Romsås is a neighborhood in the city of Oslo, Norway. Located northeast of Groruddalen, at the edge of Lillomarka, Romsås was formerly its own borough but was merged into the larger borough of Grorud on January 1, 2004. The name Romsås originated with the Romsås farm which by 1850 was one of the biggest farms in Østre Aker.

== History ==

With the expansion of Oslo after the Second World War, Oslo kommune granted OBOS, a housing company, a permit to build a new borough in 1967. Construction started in 1969. The borough was formally established in 1973.

== Subdivisions ==

Romsås is divided into six borettslag named after local geographical features: Orremyr, Emanuelfjell, Svarttjern, Røverkollen, Ravnkollen, and Tiurleiken. There are also six kindergartens, two elementary schools, a middle school, an assisted living facility (Romsåslia), and a center (Romsås senter) with social housing, a retirement home, shops and services, and a swimming pool. A subway station is located under the center, 50 m below ground level.

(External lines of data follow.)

use axum::{
    extract::{Path, Query, State},
    http::StatusCode,
    response::{IntoResponse, Json},
    Extension,
};
use uuid::Uuid;

use crate::{
    dto::job_dto::{CreateJobPayload, JobListQuery, JobListResponse, UpdateJobPayload},
    error::Result,
    models::user::User,
    utils::time,
    AppState,
};

#[utoipa::path(
    post,
    path = "/api/jobs",
    request_body = CreateJobPayload,
    responses(
        (status = 201, description = "Job created", body = Json<crate::models::job::Job>),
        (status = 400, description = "Invalid payload"),
        (status = 403, description = "Caller is not an admin")
    )
)]
#[axum::debug_handler]
pub async fn create_job(
    State(state): State<AppState>,
    Extension(actor): Extension<User>,
    Json(payload): Json<CreateJobPayload>,
) -> Result<impl IntoResponse> {
    let job = state
        .job_service
        .create(&actor, payload, time::now())
        .await?;
    Ok((StatusCode::CREATED, Json(job)))
}

#[utoipa::path(
    get,
    path = "/api/jobs",
    params(
        ("search" = Option<String>, Query, description = "Matches company, title or description"),
        ("page" = Option<i64>, Query, description = "Page number, from 1"),
        ("limit" = Option<i64>, Query, description = "Items per page")
    ),
    responses(
        (status = 200, description = "Jobs, newest first", body = Json<JobListResponse>)
    )
)]
#[axum::debug_handler]
pub async fn list_jobs(
    State(state): State<AppState>,
    Query(query): Query<JobListQuery>,
) -> Result<impl IntoResponse> {
    let result = state.job_service.list(query).await?;
    Ok(Json(JobListResponse::from(result)))
}

#[utoipa::path(
    get,
    path = "/api/jobs/available",
    responses(
        (status = 200, description = "Open jobs the student has not acted on", body = Json<Vec<crate::models::job::Job>>),
        (status = 403, description = "Caller is not a student")
    )
)]
#[axum::debug_handler]
pub async fn available_jobs(
    State(state): State<AppState>,
    Extension(actor): Extension<User>,
) -> Result<impl IntoResponse> {
    let jobs = state.job_service.available(&actor, time::now()).await?;
    Ok(Json(jobs))
}

#[utoipa::path(
    get,
    path = "/api/jobs/overdeadline",
    responses(
        (status = 200, description = "Closed jobs the student never acted on", body = Json<Vec<crate::models::job::Job>>),
        (status = 403, description = "Caller is not a student")
    )
)]
#[axum::debug_handler]
pub async fn over_deadline_jobs(
    State(state): State<AppState>,
    Extension(actor): Extension<User>,
) -> Result<impl IntoResponse> {
    let jobs = state.job_service.over_deadline(&actor, time::now()).await?;
    Ok(Json(jobs))
}

#[utoipa::path(
    get,
    path = "/api/jobs/{id}",
    params(
        ("id" = Uuid, Path, description = "Job ID")
    ),
    responses(
        (status = 200, description = "Job found", body = Json<crate::models::job::Job>),
        (status = 404, description = "Job not found")
    )
)]
#[axum::debug_handler]
pub async fn get_job(
    State(state): State<AppState>,
    Path(id): Path<Uuid>,
) -> Result<impl IntoResponse> {
    let job = state.job_service.get(id).await?;
    Ok(Json(job))
}

#[utoipa::path(
    put,
    path = "/api/jobs/{id}",
    params(
        ("id" = Uuid, Path, description = "Job ID")
    ),
    request_body = UpdateJobPayload,
    responses(
        (status = 200, description = "Job updated", body = Json<crate::models::job::Job>),
        (status = 400, description = "Invalid payload"),
        (status = 403, description = "Caller is neither an admin nor the creator"),
        (status = 404, description = "Job not found")
    )
)]
#[axum::debug_handler]
pub async fn update_job(
    State(state): State<AppState>,
    Extension(actor): Extension<User>,
    Path(id): Path<Uuid>,
    Json(payload): Json<UpdateJobPayload>,
) -> Result<impl IntoResponse> {
    let job = state
        .job_service
        .update(&actor, id, payload, time::now())
        .await?;
    Ok(Json(job))
}

#[utoipa::path(
    delete,
    path = "/api/jobs/{id}",
    params(
        ("id" = Uuid, Path, description = "Job ID")
    ),
    responses(
        (status = 204, description = "Job and its applications deleted"),
        (status = 403, description = "Caller is neither an admin nor the creator"),
        (status = 404, description = "Job not found")
    )
)]
#[axum::debug_handler]
pub async fn delete_job(
    State(state): State<AppState>,
    Extension(actor): Extension<User>,
    Path(id): Path<Uuid>,
) -> Result<impl IntoResponse> {
    state.job_service.delete(&actor, id).await?;
    Ok(StatusCode::NO_CONTENT)
}

#[utoipa::path(
    get,
    path = "/api/jobs/{id}/eligibility/{student_id}",
    params(
        ("id" = Uuid, Path, description = "Job ID"),
        ("student_id" = Uuid, Path, description = "Student ID")
    ),
    responses(
        (status = 200, description = "Per-criterion match report", body = Json<crate::services::eligibility_service::CriteriaReport>),
        (status = 403, description = "Caller is neither an admin nor that student"),
        (status = 404, description = "Job or student not found")
    )
)]
#[axum::debug_handler]
pub async fn eligibility_report(
    State(state): State<AppState>,
    Extension(actor): Extension<User>,
    Path((id, student_id)): Path<(Uuid, Uuid)>,
) -> Result<impl IntoResponse> {
    let report = state
        .job_service
        .eligibility_report(&actor, id, student_id, time::now())
        .await?;
    Ok(Json(report))
}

With the exception of Romsåslia and the church, all buildings are located on the inside of a single road which starts at Grorud and loops back on itself in the shape of an elongated “q”.

== Romsås Church ==

Romsås Church (Romsås kirke) is a 220-seat brick church designed in a postmodern style by architect Arne E. Sæther, with an altarpiece by Nina Sundbye. It was built on the ruins of an earlier wooden structure which burned down in 1986, and was inaugurated in 1995. As the site was formerly a landfill, the church has suffered significant subsidence damage since its construction.